- **Problem description**
Read through the records. Copy each line that has the word "cloned".

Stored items
+++

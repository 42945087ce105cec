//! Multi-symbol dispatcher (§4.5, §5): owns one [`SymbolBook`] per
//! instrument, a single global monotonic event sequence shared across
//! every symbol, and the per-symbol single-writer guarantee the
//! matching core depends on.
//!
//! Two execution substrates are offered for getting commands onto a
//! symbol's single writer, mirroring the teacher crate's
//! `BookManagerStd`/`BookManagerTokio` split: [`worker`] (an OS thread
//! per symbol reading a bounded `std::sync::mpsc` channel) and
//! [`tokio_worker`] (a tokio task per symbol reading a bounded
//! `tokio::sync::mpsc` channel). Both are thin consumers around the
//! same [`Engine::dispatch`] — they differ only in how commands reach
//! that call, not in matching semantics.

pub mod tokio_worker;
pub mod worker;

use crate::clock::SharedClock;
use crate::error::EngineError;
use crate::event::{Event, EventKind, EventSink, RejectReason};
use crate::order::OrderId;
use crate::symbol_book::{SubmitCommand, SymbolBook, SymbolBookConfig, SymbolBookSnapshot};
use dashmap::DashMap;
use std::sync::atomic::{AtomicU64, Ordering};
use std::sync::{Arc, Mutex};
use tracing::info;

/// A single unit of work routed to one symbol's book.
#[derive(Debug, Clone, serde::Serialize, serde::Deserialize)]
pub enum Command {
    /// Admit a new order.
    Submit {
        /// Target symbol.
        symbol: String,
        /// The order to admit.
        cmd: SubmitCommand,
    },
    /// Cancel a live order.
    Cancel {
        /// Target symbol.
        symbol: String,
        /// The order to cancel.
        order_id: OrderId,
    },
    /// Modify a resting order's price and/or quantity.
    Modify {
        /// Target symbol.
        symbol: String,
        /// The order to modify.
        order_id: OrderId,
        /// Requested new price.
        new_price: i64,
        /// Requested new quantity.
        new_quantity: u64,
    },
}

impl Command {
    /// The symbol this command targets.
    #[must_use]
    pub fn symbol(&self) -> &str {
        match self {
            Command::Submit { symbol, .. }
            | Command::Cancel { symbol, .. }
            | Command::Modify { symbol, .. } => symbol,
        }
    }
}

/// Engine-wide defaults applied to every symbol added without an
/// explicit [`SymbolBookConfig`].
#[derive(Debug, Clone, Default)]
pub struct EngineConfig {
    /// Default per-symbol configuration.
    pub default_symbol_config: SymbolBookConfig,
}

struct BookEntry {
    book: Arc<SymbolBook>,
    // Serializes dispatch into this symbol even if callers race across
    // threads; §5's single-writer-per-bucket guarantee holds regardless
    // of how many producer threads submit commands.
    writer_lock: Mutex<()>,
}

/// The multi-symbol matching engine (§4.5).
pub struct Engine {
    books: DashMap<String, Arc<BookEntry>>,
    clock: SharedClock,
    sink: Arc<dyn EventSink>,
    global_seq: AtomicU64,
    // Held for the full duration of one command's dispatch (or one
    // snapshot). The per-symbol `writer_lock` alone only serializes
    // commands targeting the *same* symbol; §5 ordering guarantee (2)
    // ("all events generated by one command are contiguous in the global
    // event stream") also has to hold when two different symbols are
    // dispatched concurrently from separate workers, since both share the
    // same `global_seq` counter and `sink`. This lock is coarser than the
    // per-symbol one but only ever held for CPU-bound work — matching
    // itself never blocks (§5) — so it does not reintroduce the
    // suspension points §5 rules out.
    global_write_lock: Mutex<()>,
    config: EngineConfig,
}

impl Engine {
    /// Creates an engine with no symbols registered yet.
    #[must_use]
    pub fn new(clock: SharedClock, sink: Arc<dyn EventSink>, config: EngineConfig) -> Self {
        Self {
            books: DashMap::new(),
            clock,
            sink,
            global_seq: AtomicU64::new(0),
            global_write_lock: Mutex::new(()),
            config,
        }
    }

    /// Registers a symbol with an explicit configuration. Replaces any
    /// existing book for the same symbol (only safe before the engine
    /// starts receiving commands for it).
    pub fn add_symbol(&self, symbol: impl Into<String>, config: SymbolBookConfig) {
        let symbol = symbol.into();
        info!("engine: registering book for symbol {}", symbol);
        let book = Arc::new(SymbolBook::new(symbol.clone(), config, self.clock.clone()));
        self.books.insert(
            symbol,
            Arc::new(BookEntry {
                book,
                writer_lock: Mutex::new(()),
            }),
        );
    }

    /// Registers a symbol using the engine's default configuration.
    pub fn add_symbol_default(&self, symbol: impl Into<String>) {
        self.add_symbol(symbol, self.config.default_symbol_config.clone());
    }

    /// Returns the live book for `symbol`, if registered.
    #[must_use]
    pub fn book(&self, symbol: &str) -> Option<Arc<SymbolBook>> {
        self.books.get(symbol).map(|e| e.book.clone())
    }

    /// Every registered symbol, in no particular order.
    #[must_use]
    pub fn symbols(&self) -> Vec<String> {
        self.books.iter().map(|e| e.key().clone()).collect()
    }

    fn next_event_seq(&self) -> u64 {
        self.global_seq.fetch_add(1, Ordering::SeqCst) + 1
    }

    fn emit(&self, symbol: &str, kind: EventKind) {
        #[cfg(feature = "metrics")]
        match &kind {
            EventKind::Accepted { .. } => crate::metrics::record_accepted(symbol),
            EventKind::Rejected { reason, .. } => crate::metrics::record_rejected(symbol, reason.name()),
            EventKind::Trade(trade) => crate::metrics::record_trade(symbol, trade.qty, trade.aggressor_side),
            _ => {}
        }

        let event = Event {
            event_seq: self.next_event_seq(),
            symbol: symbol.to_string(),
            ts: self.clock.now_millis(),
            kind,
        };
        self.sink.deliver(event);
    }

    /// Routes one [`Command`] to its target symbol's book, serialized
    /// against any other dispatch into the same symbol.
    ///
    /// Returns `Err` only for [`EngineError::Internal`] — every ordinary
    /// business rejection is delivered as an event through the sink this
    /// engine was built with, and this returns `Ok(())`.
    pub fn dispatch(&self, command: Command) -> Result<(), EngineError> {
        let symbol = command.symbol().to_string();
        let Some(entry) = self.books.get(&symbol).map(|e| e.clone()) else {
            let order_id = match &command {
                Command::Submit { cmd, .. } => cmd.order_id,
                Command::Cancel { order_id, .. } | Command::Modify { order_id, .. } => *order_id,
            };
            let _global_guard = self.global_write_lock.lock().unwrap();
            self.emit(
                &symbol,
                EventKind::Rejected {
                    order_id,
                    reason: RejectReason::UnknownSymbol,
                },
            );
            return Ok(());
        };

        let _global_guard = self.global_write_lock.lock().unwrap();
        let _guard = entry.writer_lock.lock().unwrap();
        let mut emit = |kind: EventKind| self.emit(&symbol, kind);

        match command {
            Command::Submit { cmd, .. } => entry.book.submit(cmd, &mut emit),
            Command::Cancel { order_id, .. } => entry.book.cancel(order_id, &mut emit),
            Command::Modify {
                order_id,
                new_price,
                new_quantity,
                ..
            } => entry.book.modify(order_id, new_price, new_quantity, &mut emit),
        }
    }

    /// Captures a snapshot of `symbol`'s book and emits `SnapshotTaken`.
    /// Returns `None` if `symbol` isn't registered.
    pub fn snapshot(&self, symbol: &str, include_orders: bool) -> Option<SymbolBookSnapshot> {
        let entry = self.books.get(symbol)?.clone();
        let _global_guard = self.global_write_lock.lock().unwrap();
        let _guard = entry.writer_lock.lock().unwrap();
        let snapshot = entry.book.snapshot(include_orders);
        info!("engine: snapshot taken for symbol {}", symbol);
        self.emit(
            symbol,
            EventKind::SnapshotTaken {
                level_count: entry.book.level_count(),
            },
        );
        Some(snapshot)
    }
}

+++

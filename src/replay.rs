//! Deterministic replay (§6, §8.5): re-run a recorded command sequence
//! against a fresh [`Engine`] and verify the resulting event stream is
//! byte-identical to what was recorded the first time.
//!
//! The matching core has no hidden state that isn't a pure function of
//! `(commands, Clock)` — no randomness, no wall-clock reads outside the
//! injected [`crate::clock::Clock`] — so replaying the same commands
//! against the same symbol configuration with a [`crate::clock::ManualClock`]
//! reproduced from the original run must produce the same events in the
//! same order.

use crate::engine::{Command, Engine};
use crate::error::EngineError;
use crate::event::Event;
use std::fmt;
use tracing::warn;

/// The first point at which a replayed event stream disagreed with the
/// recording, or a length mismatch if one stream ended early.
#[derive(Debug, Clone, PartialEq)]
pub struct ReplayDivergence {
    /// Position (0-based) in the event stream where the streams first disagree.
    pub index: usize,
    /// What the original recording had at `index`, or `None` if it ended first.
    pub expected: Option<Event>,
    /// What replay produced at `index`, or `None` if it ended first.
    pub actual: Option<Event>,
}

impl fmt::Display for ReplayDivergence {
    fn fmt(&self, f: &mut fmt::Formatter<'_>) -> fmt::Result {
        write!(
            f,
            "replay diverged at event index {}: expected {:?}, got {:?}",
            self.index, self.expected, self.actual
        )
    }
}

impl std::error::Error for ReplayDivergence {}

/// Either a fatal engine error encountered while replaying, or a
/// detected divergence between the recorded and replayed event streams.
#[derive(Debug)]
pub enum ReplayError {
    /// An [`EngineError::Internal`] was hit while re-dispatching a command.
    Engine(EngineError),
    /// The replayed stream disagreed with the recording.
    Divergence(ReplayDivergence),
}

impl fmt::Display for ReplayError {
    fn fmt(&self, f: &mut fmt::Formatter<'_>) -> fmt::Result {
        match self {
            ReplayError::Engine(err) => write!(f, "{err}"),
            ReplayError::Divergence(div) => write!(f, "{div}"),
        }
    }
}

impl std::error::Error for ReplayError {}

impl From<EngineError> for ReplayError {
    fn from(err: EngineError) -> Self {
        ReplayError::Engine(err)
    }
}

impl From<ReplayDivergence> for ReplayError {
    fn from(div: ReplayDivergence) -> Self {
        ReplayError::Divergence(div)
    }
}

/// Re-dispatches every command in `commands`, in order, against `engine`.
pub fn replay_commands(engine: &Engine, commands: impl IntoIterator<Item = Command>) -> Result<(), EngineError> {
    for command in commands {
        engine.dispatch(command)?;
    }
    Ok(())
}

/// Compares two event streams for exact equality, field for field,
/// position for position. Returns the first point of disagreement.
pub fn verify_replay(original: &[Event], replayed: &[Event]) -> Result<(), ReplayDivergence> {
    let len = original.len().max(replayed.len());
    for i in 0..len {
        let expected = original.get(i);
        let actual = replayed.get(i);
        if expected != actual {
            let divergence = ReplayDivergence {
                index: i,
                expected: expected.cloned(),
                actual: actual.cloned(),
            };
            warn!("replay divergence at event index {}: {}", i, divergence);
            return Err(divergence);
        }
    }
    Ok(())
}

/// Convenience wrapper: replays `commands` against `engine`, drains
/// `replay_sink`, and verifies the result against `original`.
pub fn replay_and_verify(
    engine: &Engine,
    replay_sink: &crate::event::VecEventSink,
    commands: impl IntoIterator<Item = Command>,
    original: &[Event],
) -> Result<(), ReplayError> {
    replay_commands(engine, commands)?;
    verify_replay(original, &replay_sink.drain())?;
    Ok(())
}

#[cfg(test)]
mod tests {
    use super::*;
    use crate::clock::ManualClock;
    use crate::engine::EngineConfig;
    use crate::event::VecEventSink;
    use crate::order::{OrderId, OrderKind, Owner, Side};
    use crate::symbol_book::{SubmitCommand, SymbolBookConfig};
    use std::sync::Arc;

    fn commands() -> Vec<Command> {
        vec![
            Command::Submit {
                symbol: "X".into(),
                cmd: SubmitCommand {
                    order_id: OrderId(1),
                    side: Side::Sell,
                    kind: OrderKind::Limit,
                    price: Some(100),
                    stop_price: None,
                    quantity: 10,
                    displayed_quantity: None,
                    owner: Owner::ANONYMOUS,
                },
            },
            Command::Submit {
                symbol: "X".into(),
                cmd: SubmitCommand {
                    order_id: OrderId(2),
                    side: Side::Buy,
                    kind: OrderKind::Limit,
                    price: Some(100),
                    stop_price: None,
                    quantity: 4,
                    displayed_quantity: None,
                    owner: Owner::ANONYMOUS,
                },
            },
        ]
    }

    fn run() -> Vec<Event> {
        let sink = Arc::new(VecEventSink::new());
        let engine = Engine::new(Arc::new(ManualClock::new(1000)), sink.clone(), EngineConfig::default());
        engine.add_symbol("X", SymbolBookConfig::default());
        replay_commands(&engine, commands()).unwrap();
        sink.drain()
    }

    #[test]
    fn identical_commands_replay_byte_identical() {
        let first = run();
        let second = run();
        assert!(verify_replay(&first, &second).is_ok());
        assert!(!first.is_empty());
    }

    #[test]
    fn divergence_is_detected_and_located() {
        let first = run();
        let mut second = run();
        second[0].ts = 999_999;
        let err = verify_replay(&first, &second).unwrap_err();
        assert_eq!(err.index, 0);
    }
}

+++

- **Result**
                expected: expected.cloned(),
                actual: actual.cloned(),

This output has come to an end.